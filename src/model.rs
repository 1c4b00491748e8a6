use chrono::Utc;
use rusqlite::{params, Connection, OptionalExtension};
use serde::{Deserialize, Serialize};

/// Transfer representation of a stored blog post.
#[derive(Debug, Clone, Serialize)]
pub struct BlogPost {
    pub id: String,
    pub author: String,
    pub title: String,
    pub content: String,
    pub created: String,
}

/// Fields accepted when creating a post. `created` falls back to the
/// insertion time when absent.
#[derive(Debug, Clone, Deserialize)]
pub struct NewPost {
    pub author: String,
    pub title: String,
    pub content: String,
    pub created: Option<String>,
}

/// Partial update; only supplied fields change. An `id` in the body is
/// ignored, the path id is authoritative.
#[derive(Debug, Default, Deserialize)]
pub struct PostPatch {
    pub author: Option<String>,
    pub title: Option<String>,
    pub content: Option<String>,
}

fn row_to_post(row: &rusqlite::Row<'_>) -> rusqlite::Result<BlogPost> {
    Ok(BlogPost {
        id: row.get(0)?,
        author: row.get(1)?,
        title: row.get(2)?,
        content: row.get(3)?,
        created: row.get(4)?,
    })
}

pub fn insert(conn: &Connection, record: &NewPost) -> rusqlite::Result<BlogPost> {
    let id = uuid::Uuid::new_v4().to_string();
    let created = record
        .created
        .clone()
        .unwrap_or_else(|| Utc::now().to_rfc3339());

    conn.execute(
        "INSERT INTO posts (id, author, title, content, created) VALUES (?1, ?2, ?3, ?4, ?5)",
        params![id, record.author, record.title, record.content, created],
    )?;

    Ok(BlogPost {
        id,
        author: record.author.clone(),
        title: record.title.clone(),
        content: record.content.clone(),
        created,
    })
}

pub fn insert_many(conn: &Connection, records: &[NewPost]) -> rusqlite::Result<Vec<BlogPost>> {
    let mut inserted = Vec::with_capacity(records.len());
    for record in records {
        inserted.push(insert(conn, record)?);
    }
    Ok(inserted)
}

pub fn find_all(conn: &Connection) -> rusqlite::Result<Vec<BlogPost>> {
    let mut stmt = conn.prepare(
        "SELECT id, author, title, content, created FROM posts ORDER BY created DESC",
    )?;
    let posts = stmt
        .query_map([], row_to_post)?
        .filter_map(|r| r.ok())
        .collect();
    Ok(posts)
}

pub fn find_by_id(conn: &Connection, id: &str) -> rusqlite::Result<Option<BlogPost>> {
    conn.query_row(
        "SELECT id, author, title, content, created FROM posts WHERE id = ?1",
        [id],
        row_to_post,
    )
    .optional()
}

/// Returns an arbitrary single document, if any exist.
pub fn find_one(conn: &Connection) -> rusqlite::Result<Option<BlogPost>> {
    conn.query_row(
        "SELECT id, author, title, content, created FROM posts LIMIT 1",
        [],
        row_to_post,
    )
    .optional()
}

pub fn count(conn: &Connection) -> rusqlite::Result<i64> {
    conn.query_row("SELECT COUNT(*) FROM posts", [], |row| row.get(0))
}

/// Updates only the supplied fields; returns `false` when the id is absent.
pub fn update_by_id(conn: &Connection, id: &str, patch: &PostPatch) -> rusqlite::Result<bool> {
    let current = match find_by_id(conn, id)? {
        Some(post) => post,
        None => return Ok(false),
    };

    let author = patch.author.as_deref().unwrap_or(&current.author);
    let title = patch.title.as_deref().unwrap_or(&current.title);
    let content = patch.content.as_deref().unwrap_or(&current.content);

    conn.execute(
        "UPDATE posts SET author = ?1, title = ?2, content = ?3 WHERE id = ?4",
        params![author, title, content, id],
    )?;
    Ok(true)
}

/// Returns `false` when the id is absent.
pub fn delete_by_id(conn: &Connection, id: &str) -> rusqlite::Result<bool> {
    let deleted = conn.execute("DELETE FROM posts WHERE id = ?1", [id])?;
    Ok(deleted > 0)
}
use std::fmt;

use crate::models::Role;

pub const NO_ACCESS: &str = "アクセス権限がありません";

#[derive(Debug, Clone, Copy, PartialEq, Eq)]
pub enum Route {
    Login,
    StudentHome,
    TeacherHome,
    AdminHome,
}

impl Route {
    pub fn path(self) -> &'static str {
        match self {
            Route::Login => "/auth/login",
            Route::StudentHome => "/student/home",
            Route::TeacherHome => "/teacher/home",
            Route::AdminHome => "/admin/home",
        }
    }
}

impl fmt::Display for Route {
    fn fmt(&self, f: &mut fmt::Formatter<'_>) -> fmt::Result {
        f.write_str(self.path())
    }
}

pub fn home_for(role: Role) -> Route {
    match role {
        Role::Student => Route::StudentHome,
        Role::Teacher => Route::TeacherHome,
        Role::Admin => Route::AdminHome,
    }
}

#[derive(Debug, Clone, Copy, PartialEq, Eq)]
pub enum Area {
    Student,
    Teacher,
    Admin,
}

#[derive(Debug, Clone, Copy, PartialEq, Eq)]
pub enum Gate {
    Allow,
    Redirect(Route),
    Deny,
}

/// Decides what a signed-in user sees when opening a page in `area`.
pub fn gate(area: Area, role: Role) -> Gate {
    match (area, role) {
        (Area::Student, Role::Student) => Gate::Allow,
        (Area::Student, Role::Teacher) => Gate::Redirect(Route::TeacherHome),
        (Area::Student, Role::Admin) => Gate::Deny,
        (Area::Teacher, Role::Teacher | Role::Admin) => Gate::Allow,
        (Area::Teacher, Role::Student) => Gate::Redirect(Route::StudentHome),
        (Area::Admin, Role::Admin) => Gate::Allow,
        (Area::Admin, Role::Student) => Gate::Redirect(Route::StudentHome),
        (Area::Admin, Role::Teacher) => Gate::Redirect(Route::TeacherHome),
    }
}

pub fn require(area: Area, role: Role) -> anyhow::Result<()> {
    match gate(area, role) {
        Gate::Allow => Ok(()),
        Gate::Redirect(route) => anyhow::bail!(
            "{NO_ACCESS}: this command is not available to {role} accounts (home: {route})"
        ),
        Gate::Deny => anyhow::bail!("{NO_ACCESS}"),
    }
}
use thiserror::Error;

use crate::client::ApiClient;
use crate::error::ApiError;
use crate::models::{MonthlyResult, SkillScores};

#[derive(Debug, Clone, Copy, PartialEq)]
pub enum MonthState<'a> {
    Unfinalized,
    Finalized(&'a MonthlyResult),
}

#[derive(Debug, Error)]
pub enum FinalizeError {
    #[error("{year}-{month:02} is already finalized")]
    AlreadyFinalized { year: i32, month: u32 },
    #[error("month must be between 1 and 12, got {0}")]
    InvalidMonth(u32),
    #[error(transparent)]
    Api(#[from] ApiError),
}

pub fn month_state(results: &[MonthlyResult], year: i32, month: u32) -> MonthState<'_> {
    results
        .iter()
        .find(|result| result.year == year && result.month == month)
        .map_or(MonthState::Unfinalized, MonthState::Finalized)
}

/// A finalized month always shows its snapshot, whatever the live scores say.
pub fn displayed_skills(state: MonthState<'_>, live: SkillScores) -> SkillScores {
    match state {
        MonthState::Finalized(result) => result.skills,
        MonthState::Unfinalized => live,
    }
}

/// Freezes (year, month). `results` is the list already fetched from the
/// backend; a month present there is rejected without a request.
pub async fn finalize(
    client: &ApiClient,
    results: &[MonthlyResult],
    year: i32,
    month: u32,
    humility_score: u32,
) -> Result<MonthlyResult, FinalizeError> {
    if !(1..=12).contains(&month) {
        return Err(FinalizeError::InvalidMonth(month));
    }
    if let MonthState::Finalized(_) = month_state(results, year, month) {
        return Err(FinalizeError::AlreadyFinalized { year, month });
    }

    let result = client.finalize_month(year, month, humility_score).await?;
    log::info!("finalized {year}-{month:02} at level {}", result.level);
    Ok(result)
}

--

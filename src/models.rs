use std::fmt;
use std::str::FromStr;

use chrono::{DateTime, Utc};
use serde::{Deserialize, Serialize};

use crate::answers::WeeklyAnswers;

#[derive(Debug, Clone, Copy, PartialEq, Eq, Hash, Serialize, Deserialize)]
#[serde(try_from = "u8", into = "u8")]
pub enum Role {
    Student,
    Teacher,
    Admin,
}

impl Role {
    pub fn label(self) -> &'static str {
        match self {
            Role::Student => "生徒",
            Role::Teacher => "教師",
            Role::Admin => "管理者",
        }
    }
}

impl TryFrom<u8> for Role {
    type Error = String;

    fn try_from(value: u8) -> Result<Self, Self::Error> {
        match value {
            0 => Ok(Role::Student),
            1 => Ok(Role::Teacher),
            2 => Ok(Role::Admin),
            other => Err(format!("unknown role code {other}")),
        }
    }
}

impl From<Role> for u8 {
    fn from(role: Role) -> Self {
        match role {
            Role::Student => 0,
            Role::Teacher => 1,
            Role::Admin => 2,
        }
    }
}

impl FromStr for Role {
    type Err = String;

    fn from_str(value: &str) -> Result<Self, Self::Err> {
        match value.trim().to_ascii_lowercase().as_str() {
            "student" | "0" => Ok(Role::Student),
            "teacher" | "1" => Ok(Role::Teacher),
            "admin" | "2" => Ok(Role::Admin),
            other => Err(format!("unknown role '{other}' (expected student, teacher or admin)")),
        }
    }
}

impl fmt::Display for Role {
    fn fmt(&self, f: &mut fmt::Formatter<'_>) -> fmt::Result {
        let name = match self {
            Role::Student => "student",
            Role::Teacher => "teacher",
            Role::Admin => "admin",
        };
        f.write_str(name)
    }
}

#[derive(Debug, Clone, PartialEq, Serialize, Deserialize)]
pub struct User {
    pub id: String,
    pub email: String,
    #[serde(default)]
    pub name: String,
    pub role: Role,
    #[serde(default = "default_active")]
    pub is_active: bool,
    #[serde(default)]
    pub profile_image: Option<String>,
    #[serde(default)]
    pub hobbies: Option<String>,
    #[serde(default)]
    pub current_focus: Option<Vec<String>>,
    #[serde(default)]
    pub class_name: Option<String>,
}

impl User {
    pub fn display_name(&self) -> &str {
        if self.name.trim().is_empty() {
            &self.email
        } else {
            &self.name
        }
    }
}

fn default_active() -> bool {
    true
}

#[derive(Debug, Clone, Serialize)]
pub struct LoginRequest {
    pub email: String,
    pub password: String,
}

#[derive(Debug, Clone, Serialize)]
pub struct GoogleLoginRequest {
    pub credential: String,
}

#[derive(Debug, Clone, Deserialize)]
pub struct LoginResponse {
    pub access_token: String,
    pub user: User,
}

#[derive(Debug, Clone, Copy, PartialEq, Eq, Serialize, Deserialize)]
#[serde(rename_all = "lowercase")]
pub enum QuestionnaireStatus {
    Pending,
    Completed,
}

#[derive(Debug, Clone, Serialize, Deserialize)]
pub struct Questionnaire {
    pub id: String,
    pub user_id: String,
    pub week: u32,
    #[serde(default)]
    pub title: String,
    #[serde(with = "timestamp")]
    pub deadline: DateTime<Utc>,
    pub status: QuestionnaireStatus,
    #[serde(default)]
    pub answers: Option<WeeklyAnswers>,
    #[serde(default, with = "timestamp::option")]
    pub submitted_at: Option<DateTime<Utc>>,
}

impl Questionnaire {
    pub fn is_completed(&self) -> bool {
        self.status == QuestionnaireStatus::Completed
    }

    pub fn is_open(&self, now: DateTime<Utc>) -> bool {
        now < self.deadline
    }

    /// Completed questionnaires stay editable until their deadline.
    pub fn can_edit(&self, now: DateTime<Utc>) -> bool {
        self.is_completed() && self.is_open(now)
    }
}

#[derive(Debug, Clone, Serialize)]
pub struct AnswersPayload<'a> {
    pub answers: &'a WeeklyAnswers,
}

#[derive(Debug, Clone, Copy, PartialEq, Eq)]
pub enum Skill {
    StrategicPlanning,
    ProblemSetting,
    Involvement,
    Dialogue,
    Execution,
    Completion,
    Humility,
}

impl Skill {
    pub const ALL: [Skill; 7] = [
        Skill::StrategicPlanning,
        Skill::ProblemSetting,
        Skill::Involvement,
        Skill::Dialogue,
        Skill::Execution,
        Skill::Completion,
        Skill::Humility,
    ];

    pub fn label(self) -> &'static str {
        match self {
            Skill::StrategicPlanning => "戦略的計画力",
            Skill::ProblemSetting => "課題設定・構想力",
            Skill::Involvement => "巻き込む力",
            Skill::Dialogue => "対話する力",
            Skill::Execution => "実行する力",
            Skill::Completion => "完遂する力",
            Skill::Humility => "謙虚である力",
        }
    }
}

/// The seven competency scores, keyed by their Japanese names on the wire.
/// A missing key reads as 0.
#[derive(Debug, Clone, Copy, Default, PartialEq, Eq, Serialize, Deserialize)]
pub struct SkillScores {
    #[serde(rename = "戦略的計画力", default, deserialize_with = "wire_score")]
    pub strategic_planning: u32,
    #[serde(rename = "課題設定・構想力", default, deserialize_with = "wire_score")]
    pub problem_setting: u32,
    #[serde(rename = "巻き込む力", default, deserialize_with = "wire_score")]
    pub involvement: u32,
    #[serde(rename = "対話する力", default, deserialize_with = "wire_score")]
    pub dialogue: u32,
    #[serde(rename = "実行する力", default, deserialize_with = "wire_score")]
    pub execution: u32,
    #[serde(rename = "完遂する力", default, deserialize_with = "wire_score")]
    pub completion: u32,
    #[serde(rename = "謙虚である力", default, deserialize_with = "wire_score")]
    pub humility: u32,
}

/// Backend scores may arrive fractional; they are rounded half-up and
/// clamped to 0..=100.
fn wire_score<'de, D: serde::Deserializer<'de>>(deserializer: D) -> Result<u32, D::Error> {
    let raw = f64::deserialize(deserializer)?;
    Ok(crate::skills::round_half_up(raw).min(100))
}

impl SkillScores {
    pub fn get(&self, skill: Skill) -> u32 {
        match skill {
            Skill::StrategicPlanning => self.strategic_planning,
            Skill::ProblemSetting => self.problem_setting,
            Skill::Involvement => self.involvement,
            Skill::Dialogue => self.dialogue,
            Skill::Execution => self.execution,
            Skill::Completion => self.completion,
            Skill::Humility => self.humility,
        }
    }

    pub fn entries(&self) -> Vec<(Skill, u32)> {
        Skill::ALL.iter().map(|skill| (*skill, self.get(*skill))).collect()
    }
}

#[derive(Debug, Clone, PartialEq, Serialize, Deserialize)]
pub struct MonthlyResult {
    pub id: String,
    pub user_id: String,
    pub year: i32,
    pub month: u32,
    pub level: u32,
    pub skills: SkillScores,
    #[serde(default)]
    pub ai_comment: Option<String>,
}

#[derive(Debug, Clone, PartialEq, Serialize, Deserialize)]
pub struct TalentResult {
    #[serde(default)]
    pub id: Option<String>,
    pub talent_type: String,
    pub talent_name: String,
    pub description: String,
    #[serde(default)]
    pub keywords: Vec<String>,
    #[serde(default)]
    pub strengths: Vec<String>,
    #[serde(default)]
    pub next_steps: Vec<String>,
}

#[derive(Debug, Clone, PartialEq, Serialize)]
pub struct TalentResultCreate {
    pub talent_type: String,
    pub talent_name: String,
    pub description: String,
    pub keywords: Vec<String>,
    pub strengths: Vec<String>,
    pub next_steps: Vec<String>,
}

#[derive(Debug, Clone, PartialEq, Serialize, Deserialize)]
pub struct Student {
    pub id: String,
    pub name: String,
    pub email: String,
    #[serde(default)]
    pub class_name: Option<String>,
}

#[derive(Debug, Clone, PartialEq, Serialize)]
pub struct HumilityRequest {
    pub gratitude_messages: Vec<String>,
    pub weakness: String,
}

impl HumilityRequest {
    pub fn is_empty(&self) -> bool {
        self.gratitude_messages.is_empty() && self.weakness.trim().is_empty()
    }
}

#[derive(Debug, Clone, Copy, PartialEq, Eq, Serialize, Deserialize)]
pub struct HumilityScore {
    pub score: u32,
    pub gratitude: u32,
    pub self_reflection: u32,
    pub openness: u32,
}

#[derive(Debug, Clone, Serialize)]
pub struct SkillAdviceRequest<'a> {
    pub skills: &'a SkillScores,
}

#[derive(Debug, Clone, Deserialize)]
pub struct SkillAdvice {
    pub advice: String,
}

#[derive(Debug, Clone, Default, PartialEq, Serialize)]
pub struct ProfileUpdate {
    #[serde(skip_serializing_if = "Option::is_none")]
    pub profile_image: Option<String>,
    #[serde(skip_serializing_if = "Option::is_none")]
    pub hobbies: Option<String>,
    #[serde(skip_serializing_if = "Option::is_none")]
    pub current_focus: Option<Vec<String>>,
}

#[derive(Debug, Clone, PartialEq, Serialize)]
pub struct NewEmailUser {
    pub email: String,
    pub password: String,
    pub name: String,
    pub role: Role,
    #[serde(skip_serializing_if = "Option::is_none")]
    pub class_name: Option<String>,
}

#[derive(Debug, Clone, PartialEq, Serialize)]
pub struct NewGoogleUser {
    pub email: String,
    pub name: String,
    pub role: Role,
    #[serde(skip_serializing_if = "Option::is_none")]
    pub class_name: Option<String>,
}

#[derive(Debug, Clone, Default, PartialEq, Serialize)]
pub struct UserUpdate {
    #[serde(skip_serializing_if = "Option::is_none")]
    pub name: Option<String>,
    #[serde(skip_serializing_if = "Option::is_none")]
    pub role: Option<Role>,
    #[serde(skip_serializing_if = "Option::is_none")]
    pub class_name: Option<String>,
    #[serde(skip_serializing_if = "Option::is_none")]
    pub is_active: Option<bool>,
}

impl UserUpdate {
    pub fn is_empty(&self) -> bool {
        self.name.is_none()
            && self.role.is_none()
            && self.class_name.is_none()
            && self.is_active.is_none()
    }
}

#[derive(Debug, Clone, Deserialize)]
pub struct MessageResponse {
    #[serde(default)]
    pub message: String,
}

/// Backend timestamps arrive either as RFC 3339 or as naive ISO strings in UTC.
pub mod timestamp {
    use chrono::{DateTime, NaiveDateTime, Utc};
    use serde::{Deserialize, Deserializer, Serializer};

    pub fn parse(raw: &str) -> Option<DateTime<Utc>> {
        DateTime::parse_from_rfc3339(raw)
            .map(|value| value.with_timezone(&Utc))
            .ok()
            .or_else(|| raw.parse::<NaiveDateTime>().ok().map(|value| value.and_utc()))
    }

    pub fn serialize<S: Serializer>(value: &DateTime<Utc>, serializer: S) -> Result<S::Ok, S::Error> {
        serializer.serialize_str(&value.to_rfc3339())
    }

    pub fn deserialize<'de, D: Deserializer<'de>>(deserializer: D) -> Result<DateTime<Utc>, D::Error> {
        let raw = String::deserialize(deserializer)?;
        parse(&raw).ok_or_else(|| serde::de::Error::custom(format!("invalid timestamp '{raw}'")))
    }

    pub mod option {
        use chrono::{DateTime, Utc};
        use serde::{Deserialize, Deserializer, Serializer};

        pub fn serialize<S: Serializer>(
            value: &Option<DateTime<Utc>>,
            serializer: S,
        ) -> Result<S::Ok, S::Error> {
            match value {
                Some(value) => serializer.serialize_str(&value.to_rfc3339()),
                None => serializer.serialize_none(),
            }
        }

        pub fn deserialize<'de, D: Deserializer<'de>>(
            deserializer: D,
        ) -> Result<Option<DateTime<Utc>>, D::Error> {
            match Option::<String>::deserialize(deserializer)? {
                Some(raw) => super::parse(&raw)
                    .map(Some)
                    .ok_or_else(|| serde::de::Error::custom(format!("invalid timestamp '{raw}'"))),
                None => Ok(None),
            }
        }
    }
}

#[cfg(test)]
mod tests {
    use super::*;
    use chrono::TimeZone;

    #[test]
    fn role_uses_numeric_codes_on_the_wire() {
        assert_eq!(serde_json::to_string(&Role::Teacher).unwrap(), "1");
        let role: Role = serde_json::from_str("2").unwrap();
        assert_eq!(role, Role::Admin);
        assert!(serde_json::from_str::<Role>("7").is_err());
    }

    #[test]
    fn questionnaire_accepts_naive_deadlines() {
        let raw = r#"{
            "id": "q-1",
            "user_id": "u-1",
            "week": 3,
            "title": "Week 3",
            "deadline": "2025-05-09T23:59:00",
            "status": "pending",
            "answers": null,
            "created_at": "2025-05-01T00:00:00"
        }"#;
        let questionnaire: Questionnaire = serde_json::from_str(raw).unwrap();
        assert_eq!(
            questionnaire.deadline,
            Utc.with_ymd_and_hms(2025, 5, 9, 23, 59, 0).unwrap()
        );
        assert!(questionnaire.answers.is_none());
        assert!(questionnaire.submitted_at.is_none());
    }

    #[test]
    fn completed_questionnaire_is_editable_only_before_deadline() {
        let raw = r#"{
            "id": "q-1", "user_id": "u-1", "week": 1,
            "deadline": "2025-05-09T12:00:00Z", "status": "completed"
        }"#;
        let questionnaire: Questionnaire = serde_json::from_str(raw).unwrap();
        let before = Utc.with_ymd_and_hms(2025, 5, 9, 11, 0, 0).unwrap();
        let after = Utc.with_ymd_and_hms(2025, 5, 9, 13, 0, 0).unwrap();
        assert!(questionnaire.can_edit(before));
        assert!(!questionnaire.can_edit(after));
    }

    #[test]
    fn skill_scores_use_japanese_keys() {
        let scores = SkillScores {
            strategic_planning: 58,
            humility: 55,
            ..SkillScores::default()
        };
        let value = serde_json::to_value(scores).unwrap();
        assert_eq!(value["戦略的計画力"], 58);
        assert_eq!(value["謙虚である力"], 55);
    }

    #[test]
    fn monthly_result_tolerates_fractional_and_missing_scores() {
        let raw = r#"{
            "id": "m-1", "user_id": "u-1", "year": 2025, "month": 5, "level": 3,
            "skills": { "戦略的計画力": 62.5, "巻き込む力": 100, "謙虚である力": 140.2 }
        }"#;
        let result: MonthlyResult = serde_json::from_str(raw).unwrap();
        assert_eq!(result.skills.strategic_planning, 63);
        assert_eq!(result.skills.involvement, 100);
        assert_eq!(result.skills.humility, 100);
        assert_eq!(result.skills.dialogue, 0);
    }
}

WHAT IS NEEDED: The lines that mention the word "other" should be pulled from the records above.

RESULT FOR THIS TASK:
            other => Err(format!("unknown role code {other}")),
            other => Err(format!("unknown role '{other}' (expected student, teacher or admin)")),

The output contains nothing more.